Sudáfrica festejó el tercer título de su historia en Japón. Efectividad pura para los Springboks, que ganaron las tres finales que jugaron. La primera en su país en 1995, la segunda en Francia 2007 y el último fin de semana en suelo nipón, cuando contra todos los pronósticos vapulearon al seleccionado inglés por 32 a 12, con 20 puntos de diferencia. Una distancia entre dos equipos que no se daba desde hacía 32 años, cuando en el primer mundial de 1987 los All Blacks vencieron a Francia por 29 a 9.

Pero hubo una imagen que recorrió el mundo y que quedará grabada, tal vez, como aquella emblemática de 1995, cuando Nelson Mandela le entregó la copa a Francois Piennar en el recordado primer título de los Springboks, en el Ellis Park de Johanesburgo. Esa foto, que tan bien quedó retratada e inmortalizada en el exitoso film Invictus, que fue dirigido por Clint Eastwood y protagonizaron Morgan Freeman y Matt Damon.

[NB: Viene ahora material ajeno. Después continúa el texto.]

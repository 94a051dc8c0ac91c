//! Discrete Tree-structured Parzen Estimator.
//!
//! A word is a fixed row of categorical slots, each either the identity or
//! one of the 2(n−1) generators; dropping the identities gives the braid.
//! After random warm-up trials the history is split at quantile γ into good
//! and bad trials, per-slot smoothed category frequencies l (good) and g
//! (bad) are estimated, candidates are drawn from l, and the candidate
//! maximising l/g is evaluated next.

use rand::rngs::StdRng;
use rand::Rng;
use serde::{Deserialize, Serialize};

use super::{SearchConfig, Strategy};
use crate::braid::{Braid, Generator};
use crate::target::Evaluator;

#[derive(Clone, Debug, PartialEq, Serialize, Deserialize)]
#[serde(default)]
pub struct TpeConfig {
    /// Random trials before the model is used.
    pub warmup: usize,
    /// Fraction of trials counted as good.
    pub gamma: f64,
    /// Candidates drawn from l per step.
    pub candidates: usize,
    /// Pseudo-count added to every category.
    pub prior: f64,
}

impl Default for TpeConfig {
    fn default() -> Self {
        Self {
            warmup: 64,
            gamma: 0.2,
            candidates: 32,
            prior: 1.0,
        }
    }
}

/// Category 0 is the identity; 2k−1 and 2k are σₖ and σₖ⁻¹.
fn category_generator(category: usize) -> Option<Generator> {
    if category == 0 {
        return None;
    }
    let index = (category + 1) / 2;
    Some(Generator::new(index, category % 2 == 1))
}

/// Per-slot categorical densities.
struct Density {
    probs: Vec<Vec<f64>>,
}

impl Density {
    fn fit(trials: &[&Vec<usize>], slots: usize, categories: usize, prior: f64) -> Self {
        let mut probs = vec![vec![prior; categories]; slots];
        for trial in trials {
            for (s, &c) in trial.iter().enumerate() {
                probs[s][c] += 1.0;
            }
        }
        let total = trials.len() as f64 + prior * categories as f64;
        for row in probs.iter_mut() {
            for p in row.iter_mut() {
                *p /= total;
            }
        }
        Self { probs }
    }

    fn sample<R: Rng + ?Sized>(&self, rng: &mut R) -> Vec<usize> {
        self.probs
            .iter()
            .map(|row| {
                let mut u = rng.gen::<f64>() * row.iter().sum::<f64>();
                for (c, &p) in row.iter().enumerate() {
                    u -= p;
                    if u < 0.0 {
                        return c;
                    }
                }
                row.len() - 1
            })
            .collect()
    }

    fn log_prob(&self, x: &[usize]) -> f64 {
        x.iter()
            .zip(&self.probs)
            .map(|(&c, row)| row[c].ln())
            .sum()
    }
}

pub struct Tpe {
    search: SearchConfig,
    config: TpeConfig,
    trials: Vec<(Vec<usize>, f64)>,
}

impl Tpe {
    pub fn new(search: SearchConfig, config: TpeConfig) -> Self {
        Self {
            search,
            config,
            trials: Vec::new(),
        }
    }

    fn slots(&self) -> usize {
        self.search.length_range().1
    }

    fn categories(&self) -> usize {
        1 + 2 * (self.search.strands.max(2) - 1)
    }

    pub fn braid_of(&self, slots: &[usize]) -> Braid {
        let word: Vec<Generator> = slots.iter().filter_map(|&c| category_generator(c)).collect();
        let strands = self.search.strands.max(2);
        Braid::new(strands, word).unwrap_or_else(|_| Braid::identity(strands))
    }

    fn random_trial(&self, rng: &mut StdRng) -> Vec<usize> {
        let k = self.categories();
        (0..self.slots()).map(|_| rng.gen_range(0..k)).collect()
    }

    /// The next trial: random during warm-up, then the best l/g candidate.
    fn propose(&self, rng: &mut StdRng) -> Vec<usize> {
        if self.trials.len() < self.config.warmup.max(2) {
            return self.random_trial(rng);
        }
        let mut order: Vec<&(Vec<usize>, f64)> = self.trials.iter().collect();
        order.sort_by(|a, b| a.1.total_cmp(&b.1));
        let n_good = ((self.config.gamma * order.len() as f64).ceil() as usize)
            .clamp(1, order.len() - 1);
        let good: Vec<&Vec<usize>> = order[..n_good].iter().map(|t| &t.0).collect();
        let bad: Vec<&Vec<usize>> = order[n_good..].iter().map(|t| &t.0).collect();

        let (slots, k, prior) = (self.slots(), self.categories(), self.config.prior.max(1e-6));
        let l = Density::fit(&good, slots, k, prior);
        let g = Density::fit(&bad, slots, k, prior);

        let mut best: Option<(f64, Vec<usize>)> = None;
        for _ in 0..self.config.candidates.max(1) {
            let x = l.sample(rng);
            let score = l.log_prob(&x) - g.log_prob(&x);
            if best.as_ref().map_or(true, |(s, _)| score > *s) {
                best = Some((score, x));
            }
        }
        best.map(|(_, x)| x).unwrap_or_else(|| self.random_trial(rng))
    }
}

impl Strategy for Tpe {
    fn name(&self) -> &'static str {
        "tpe"
    }

    fn run(&mut self, evaluator: &Evaluator, rng: &mut StdRng) -> Vec<f64> {
        self.trials.clear();
        let mut history = Vec::new();
        while !evaluator.exhausted() {
            let x = self.propose(rng);
            let eval = evaluator.evaluate(&self.braid_of(&x));
            let energy = if eval.energy.is_finite() {
                eval.energy
            } else {
                f64::MAX
            };
            self.trials.push((x, energy));
            history.push(evaluator.best_energy());
        }
        history
    }
}
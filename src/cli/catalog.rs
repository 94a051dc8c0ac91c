use clap::Args;
use knotgen::braid::catalog;
use knotgen::invariant::{self, InvariantSet};

#[derive(Args)]
pub struct CatalogArgs {
    /// Include the Jones polynomial
    #[arg(long)]
    pub jones: bool,
}

pub fn cmd_catalog(args: CatalogArgs) {
    let set = InvariantSet::default().with_jones(args.jones);
    println!(
        "{:<6} {:>3} {:>4} {:>5} {:>4}  {:<24} {}",
        "name", "n", "comp", "det", "sig", "word", "description"
    );
    for entry in catalog::entries() {
        let braid = entry.braid();
        let inv = match invariant::compute(&braid, &set) {
            Ok(inv) => inv,
            Err(e) => {
                tracing::warn!(knot = entry.name, error = %e, "invariants failed");
                continue;
            }
        };
        println!(
            "{:<6} {:>3} {:>4} {:>5} {:>4}  {:<24} {}",
            entry.name,
            entry.strands,
            inv.components,
            inv.determinant,
            inv.signature,
            braid.to_string(),
            entry.description
        );
        if let Some(j) = &inv.jones {
            println!("{:>12}V = {}", "", j.display_with("t", true));
        }
    }
}
use std::path::{Path, PathBuf};

use burn::backend::wgpu::{Wgpu, WgpuDevice};
use burn::backend::NdArray;
use clap::Args;
use knotgen::braid::Braid;
use knotgen::invariant::{self, InvariantSet, LinkingMatrix};
use knotgen::neural::SignaturePredictor;

#[derive(Args)]
pub struct PredictArgs {
    /// Braid word or catalogue name
    pub braid: String,
    /// Checkpoint directory (default from the config file)
    #[arg(short, long)]
    pub checkpoint: Option<PathBuf>,
    #[arg(long)]
    pub gpu: bool,
}

pub fn cmd_predict(args: PredictArgs, config: Option<&Path>) {
    let neural = super::load_config(config).neural;
    let dir = args.checkpoint.clone().unwrap_or(neural.checkpoint_dir);
    let braid = super::resolve_braid(&args.braid);
    let inv = match invariant::compute(&braid, &InvariantSet::default()) {
        Ok(inv) => inv,
        Err(e) => super::fail(e, "<braid>", &args.braid),
    };

    let predicted = if args.gpu {
        predict_with(SignaturePredictor::<Wgpu>::load(&dir, WgpuDevice::default()), &braid, &inv.linking)
    } else {
        predict_with(SignaturePredictor::<NdArray>::load(&dir, Default::default()), &braid, &inv.linking)
    };

    println!("braid       {}", braid);
    println!("predicted   {:.3}", predicted);
    println!("exact       {}", inv.signature);
}

fn predict_with<B: burn::prelude::Backend>(
    loaded: knotgen::Result<(SignaturePredictor<B>, knotgen::neural::checkpoint::CheckpointMeta)>,
    braid: &Braid,
    linking: &LinkingMatrix,
) -> f32 {
    let (predictor, _) = match loaded {
        Ok(p) => p,
        Err(e) => super::fail(e, "<checkpoint>", ""),
    };
    match predictor.predict(&[(braid, linking)]) {
        Ok(p) => p.first().copied().unwrap_or(0.0),
        Err(e) => super::fail(e, "<checkpoint>", ""),
    }
}
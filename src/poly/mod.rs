//! Laurent polynomials with integer coefficients.
//!
//! Coefficients are `i128`: Burau matrix products and Bareiss intermediates
//! outgrow `i64` on long words. Arithmetic is checked throughout and
//! returns `None` once a coefficient leaves `i128`.

pub mod matrix;

use std::fmt;

use serde::{Deserialize, Serialize};

use crate::diagnostic::Diagnostic;
use crate::span::Span;

/// Σ cₖ tᵏ for k in `low..low + coeffs.len()`. Never has zero coefficients
/// at either end; the zero polynomial has no coefficients.
#[derive(Clone, Debug, Default, PartialEq, Eq, Hash, Serialize, Deserialize)]
pub struct LaurentPoly {
    low: i32,
    coeffs: Vec<i128>,
}

impl LaurentPoly {
    pub fn zero() -> Self {
        Self::default()
    }

    pub fn one() -> Self {
        Self::constant(1)
    }

    pub fn constant(c: i128) -> Self {
        Self::monomial(c, 0)
    }

    /// c·tᵉ
    pub fn monomial(c: i128, e: i32) -> Self {
        Self::from_coeffs(e, vec![c])
    }

    /// Coefficients of t^low, t^(low+1), ...
    pub fn from_coeffs(low: i32, coeffs: Vec<i128>) -> Self {
        let mut p = Self { low, coeffs };
        p.trim();
        p
    }

    fn trim(&mut self) {
        while self.coeffs.last() == Some(&0) {
            self.coeffs.pop();
        }
        let lead = self.coeffs.iter().take_while(|&&c| c == 0).count();
        if lead > 0 {
            self.coeffs.drain(..lead);
            self.low += lead as i32;
        }
        if self.coeffs.is_empty() {
            self.low = 0;
        }
    }

    pub fn is_zero(&self) -> bool {
        self.coeffs.is_empty()
    }

    /// Lowest exponent with a non-zero coefficient.
    pub fn low_degree(&self) -> Option<i32> {
        (!self.is_zero()).then_some(self.low)
    }

    /// Highest exponent with a non-zero coefficient.
    pub fn high_degree(&self) -> Option<i32> {
        (!self.is_zero()).then(|| self.low + self.coeffs.len() as i32 - 1)
    }

    /// Breadth: highest minus lowest exponent (0 for zero).
    pub fn span(&self) -> u32 {
        self.coeffs.len().saturating_sub(1) as u32
    }

    pub fn coeff(&self, e: i32) -> i128 {
        let k = e - self.low;
        if k < 0 {
            return 0;
        }
        self.coeffs.get(k as usize).copied().unwrap_or(0)
    }

    /// Coefficients from the lowest exponent up.
    pub fn coeffs(&self) -> &[i128] {
        &self.coeffs
    }

    /// Non-zero terms as (exponent, coefficient), ascending.
    pub fn terms(&self) -> impl Iterator<Item = (i32, i128)> + '_ {
        self.coeffs
            .iter()
            .enumerate()
            .filter(|&(_, &c)| c != 0)
            .map(move |(k, &c)| (self.low + k as i32, c))
    }

    /// Multiply by tᵏ.
    pub fn shift(&self, k: i32) -> Self {
        if self.is_zero() {
            return Self::zero();
        }
        Self {
            low: self.low + k,
            coeffs: self.coeffs.clone(),
        }
    }

    pub fn checked_scale(&self, c: i128) -> Option<Self> {
        let coeffs = self
            .coeffs
            .iter()
            .map(|x| x.checked_mul(c))
            .collect::<Option<Vec<_>>>()?;
        Some(Self::from_coeffs(self.low, coeffs))
    }

    pub fn checked_neg(&self) -> Option<Self> {
        self.checked_scale(-1)
    }

    pub fn checked_add(&self, rhs: &LaurentPoly) -> Option<Self> {
        self.zip_with(rhs, i128::checked_add)
    }

    pub fn checked_sub(&self, rhs: &LaurentPoly) -> Option<Self> {
        self.zip_with(rhs, i128::checked_sub)
    }

    /// Combine coefficients exponent by exponent over both supports.
    fn zip_with(&self, rhs: &LaurentPoly, f: fn(i128, i128) -> Option<i128>) -> Option<Self> {
        let low = match (self.low_degree(), rhs.low_degree()) {
            (None, None) => return Some(Self::zero()),
            (Some(a), None) => a,
            (None, Some(b)) => b,
            (Some(a), Some(b)) => a.min(b),
        };
        let high = self
            .high_degree()
            .unwrap_or(low)
            .max(rhs.high_degree().unwrap_or(low));
        let coeffs = (low..=high)
            .map(|e| f(self.coeff(e), rhs.coeff(e)))
            .collect::<Option<Vec<_>>>()?;
        Some(Self::from_coeffs(low, coeffs))
    }

    pub fn checked_mul(&self, rhs: &LaurentPoly) -> Option<Self> {
        if self.is_zero() || rhs.is_zero() {
            return Some(Self::zero());
        }
        let mut coeffs = vec![0i128; self.coeffs.len() + rhs.coeffs.len() - 1];
        for (i, &a) in self.coeffs.iter().enumerate() {
            if a == 0 {
                continue;
            }
            for (j, &b) in rhs.coeffs.iter().enumerate() {
                coeffs[i + j] = coeffs[i + j].checked_add(a.checked_mul(b)?)?;
            }
        }
        Some(Self::from_coeffs(self.low + rhs.low, coeffs))
    }

    /// Exact quotient `self / divisor`, or `None` if the division leaves a
    /// remainder, a non-integer coefficient, or overflows.
    pub fn div_exact(&self, divisor: &LaurentPoly) -> Option<LaurentPoly> {
        if divisor.is_zero() {
            return None;
        }
        if self.is_zero() {
            return Some(Self::zero());
        }
        if self.coeffs.len() < divisor.coeffs.len() {
            return None;
        }
        let d = &divisor.coeffs;
        let lead = *d.last()?;
        let qlen = self.coeffs.len() - d.len() + 1;
        let mut rem = self.coeffs.clone();
        let mut q = vec![0i128; qlen];
        for k in (0..qlen).rev() {
            let top = rem[k + d.len() - 1];
            if top % lead != 0 {
                return None;
            }
            let factor = top / lead;
            q[k] = factor;
            if factor != 0 {
                for (j, &dj) in d.iter().enumerate() {
                    rem[k + j] = rem[k + j].checked_sub(factor.checked_mul(dj)?)?;
                }
            }
        }
        if rem.iter().any(|&r| r != 0) {
            return None;
        }
        Some(Self::from_coeffs(self.low - divisor.low, q))
    }

    /// Value at t = x. Negative exponents only make sense at x = ±1, so
    /// other points return `None` when the polynomial has them.
    pub fn eval(&self, x: i128) -> Option<i128> {
        if self.is_zero() {
            return Some(0);
        }
        if self.low < 0 && x.abs() != 1 {
            return None;
        }
        let mut total: i128 = 0;
        for (e, c) in self.terms() {
            let term = if x.abs() == 1 {
                if x == -1 && e.rem_euclid(2) == 1 {
                    c.checked_neg()?
                } else {
                    c
                }
            } else {
                c.checked_mul(x.checked_pow(e as u32)?)?
            };
            total = total.checked_add(term)?;
        }
        Some(total)
    }

    /// Canonical representative of the class {±tᵏ·p}: lowest exponent 0 and
    /// positive lowest coefficient. `None` if a coefficient is `i128::MIN`
    /// and has to be negated.
    pub fn normalized(&self) -> Option<Self> {
        if self.is_zero() {
            return Some(Self::zero());
        }
        let base = self.shift(-self.low);
        if self.coeffs[0] < 0 {
            base.checked_neg()
        } else {
            Some(base)
        }
    }

    /// Sum of absolute coefficient differences, aligned by exponent.
    pub fn l1_distance(&self, other: &LaurentPoly) -> u128 {
        let (lo, hi) = match (self.low_degree(), other.low_degree()) {
            (None, None) => return 0,
            (Some(a), None) => (a, self.high_degree().unwrap_or(a)),
            (None, Some(b)) => (b, other.high_degree().unwrap_or(b)),
            (Some(a), Some(b)) => (
                a.min(b),
                self.high_degree()
                    .unwrap_or(a)
                    .max(other.high_degree().unwrap_or(b)),
            ),
        };
        (lo..=hi)
            .map(|e| self.coeff(e).abs_diff(other.coeff(e)))
            .fold(0u128, u128::saturating_add)
    }

    /// Render with variable `var`. With `halves` every exponent counts in
    /// steps of one half (used for the Jones polynomial in t^(1/2)).
    pub fn display_with(&self, var: &str, halves: bool) -> String {
        if self.is_zero() {
            return "0".to_string();
        }
        let mut out = String::new();
        for (i, (e, c)) in self.terms().enumerate() {
            let negative = c < 0;
            let mag = c.unsigned_abs();
            if i == 0 {
                if negative {
                    out.push('-');
                }
            } else {
                out.push_str(if negative { " - " } else { " + " });
            }
            let power = format_power(var, e, halves);
            match (mag, power.is_empty()) {
                (m, true) => out.push_str(&m.to_string()),
                (1, false) => out.push_str(&power),
                (m, false) => {
                    out.push_str(&m.to_string());
                    out.push_str(&power);
                }
            }
        }
        out
    }

    /// Parse a comma-separated coefficient list, lowest degree first:
    /// `"1,-3,1"` is 1 - 3t + t². An optional `t^k:` prefix sets the lowest
    /// exponent (`"t^-1: -1,3,-1"`).
    pub fn parse_coeffs(text: &str) -> Result<LaurentPoly, Diagnostic> {
        let (low, body, offset) = match text.split_once(':') {
            Some((head, body)) => {
                let h = head.trim();
                let exp = h
                    .strip_prefix("t^")
                    .or_else(|| h.strip_prefix("q^"))
                    .and_then(|e| e.trim_matches(|c| c == '(' || c == ')').parse::<i32>().ok())
                    .ok_or_else(|| {
                        Diagnostic::error(
                            format!("expected 't^k' before ':', found '{}'", h),
                            Span::new(0, head.len()),
                        )
                    })?;
                (exp, body, head.len() + 1)
            }
            None => (0, text, 0),
        };
        let mut coeffs = Vec::new();
        let mut pos = offset;
        for part in body.split(',') {
            let lead = part.len() - part.trim_start().len();
            let token = part.trim();
            let value: i128 = token.parse().map_err(|_| {
                Diagnostic::error(
                    format!("'{}' is not an integer coefficient", token),
                    Span::new(pos + lead, pos + lead + token.len()),
                )
                .with_help("write coefficients lowest degree first, e.g. 1,-3,1".to_string())
            })?;
            coeffs.push(value);
            pos += part.len() + 1;
        }
        Ok(LaurentPoly::from_coeffs(low, coeffs))
    }
}

fn format_power(var: &str, e: i32, halves: bool) -> String {
    if e == 0 {
        return String::new();
    }
    if halves {
        if e % 2 == 0 {
            return format_power(var, e / 2, false);
        }
        return format!("{}^({}/2)", var, e);
    }
    if e == 1 {
        var.to_string()
    } else {
        format!("{}^{}", var, e)
    }
}

impl fmt::Display for LaurentPoly {
    fn fmt(&self, f: &mut fmt::Formatter<'_>) -> fmt::Result {
        write!(f, "{}", self.display_with("t", false))
    }
}

#[cfg(test)]
mod tests {
    use super::*;

    fn p(low: i32, c: &[i128]) -> LaurentPoly {
        LaurentPoly::from_coeffs(low, c.to_vec())
    }

    #[test]
    fn trims_both_ends() {
        let q = p(-2, &[0, 0, 1, 2, 0]);
        assert_eq!(q.low_degree(), Some(0));
        assert_eq!(q.high_degree(), Some(1));
        assert_eq!(q.coeffs(), &[1, 2]);
        assert!(p(3, &[0, 0]).is_zero());
    }

    #[test]
    fn arithmetic() {
        let a = p(0, &[1, 1]); // 1 + t
        let b = p(-1, &[1, -1]); // t^-1 - 1
        assert_eq!(a.checked_mul(&b), Some(p(-1, &[1, 0, -1])));
        assert_eq!(a.checked_add(&b), Some(p(-1, &[1, 0, 1])));
        assert!(a.checked_sub(&a).unwrap().is_zero());
        assert_eq!(a.checked_neg(), Some(p(0, &[-1, -1])));
        assert_eq!(a.shift(2), p(2, &[1, 1]));
        assert_eq!(LaurentPoly::zero().checked_add(&a), Some(a.clone()));
    }

    #[test]
    fn overflow_is_reported_not_wrapped() {
        let big = LaurentPoly::constant(i128::MAX / 2 + 1);
        assert_eq!(big.checked_add(&big), None);
        assert_eq!(big.checked_scale(2), None);
        assert_eq!(big.checked_mul(&p(0, &[1, 2])), None);
        assert_eq!(LaurentPoly::constant(i128::MIN).checked_neg(), None);
        assert_eq!(LaurentPoly::constant(i128::MIN).normalized(), None);
        assert_eq!(p(0, &[i128::MAX, i128::MAX]).div_exact(&p(0, &[-1, 1])), None);
        assert_eq!(
            LaurentPoly::constant(i128::MIN).l1_distance(&LaurentPoly::constant(i128::MAX)),
            u128::MAX
        );
    }

    #[test]
    fn exact_division() {
        let num = p(0, &[1, 0, 0, 1]); // 1 + t^3
        let den = p(0, &[1, 1]); // 1 + t
        assert_eq!(num.div_exact(&den), Some(p(0, &[1, -1, 1])));
        assert_eq!(p(0, &[1, 0, 1]).div_exact(&den), None);
        assert_eq!(p(0, &[2, 2]).div_exact(&p(0, &[2])), Some(p(0, &[1, 1])));
        assert_eq!(LaurentPoly::zero().div_exact(&den), Some(LaurentPoly::zero()));
        assert_eq!(den.div_exact(&LaurentPoly::zero()), None);
    }

    #[test]
    fn evaluation() {
        let fig8 = p(-1, &[-1, 3, -1]);
        assert_eq!(fig8.eval(-1), Some(5));
        assert_eq!(fig8.eval(1), Some(1));
        assert_eq!(fig8.eval(2), None);
        assert_eq!(p(0, &[1, -1, 1]).eval(2), Some(3));
    }

    #[test]
    fn normalization() {
        assert_eq!(p(-1, &[-1, 3, -1]).normalized(), Some(p(0, &[1, -3, 1])));
        assert_eq!(p(4, &[2, -3, 2]).normalized(), Some(p(0, &[2, -3, 2])));
    }

    #[test]
    fn l1_distance() {
        assert_eq!(p(0, &[1, -1, 1]).l1_distance(&p(0, &[1, -3, 1])), 2);
        assert_eq!(p(0, &[1]).l1_distance(&LaurentPoly::zero()), 1);
        assert_eq!(p(0, &[1]).l1_distance(&p(2, &[1])), 2);
    }

    #[test]
    fn display() {
        assert_eq!(p(-1, &[-1, 3, -1]).to_string(), "-t^-1 + 3 - t");
        assert_eq!(p(0, &[1, -1, 1]).to_string(), "1 - t + t^2");
        assert_eq!(p(1, &[-1, 0, 0, 0, -1]).display_with("t", true), "-t^(1/2) - t^(5/2)");
        assert_eq!(p(2, &[1, 0, 0, 0, 1, 0, -1]).display_with("t", true), "t + t^3 - t^4");
        assert_eq!(LaurentPoly::zero().to_string(), "0");
    }

    #[test]
    fn parse_coefficient_lists() {
        assert_eq!(LaurentPoly::parse_coeffs("1,-3,1").unwrap(), p(0, &[1, -3, 1]));
        assert_eq!(
            LaurentPoly::parse_coeffs("t^-1: -1, 3, -1").unwrap(),
            p(-1, &[-1, 3, -1])
        );
        let d = LaurentPoly::parse_coeffs("1,x,1").unwrap_err();
        assert_eq!(d.span, Span::new(2, 3));
    }
}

Ese mundial y ese título llegaron gracias a la gestión del primer presidente sudafricano de color, que trabajó para que los Springboks fueran aceptados nuevamente para competir internacionalmente, luego de la suspensión que cargaban sobre sus seleccionados por la política de segregación racial, Apharteid, que les impidió participar en las dos primeras ediciones de Nueva Zelanda 1987 e Inglaterra 1991.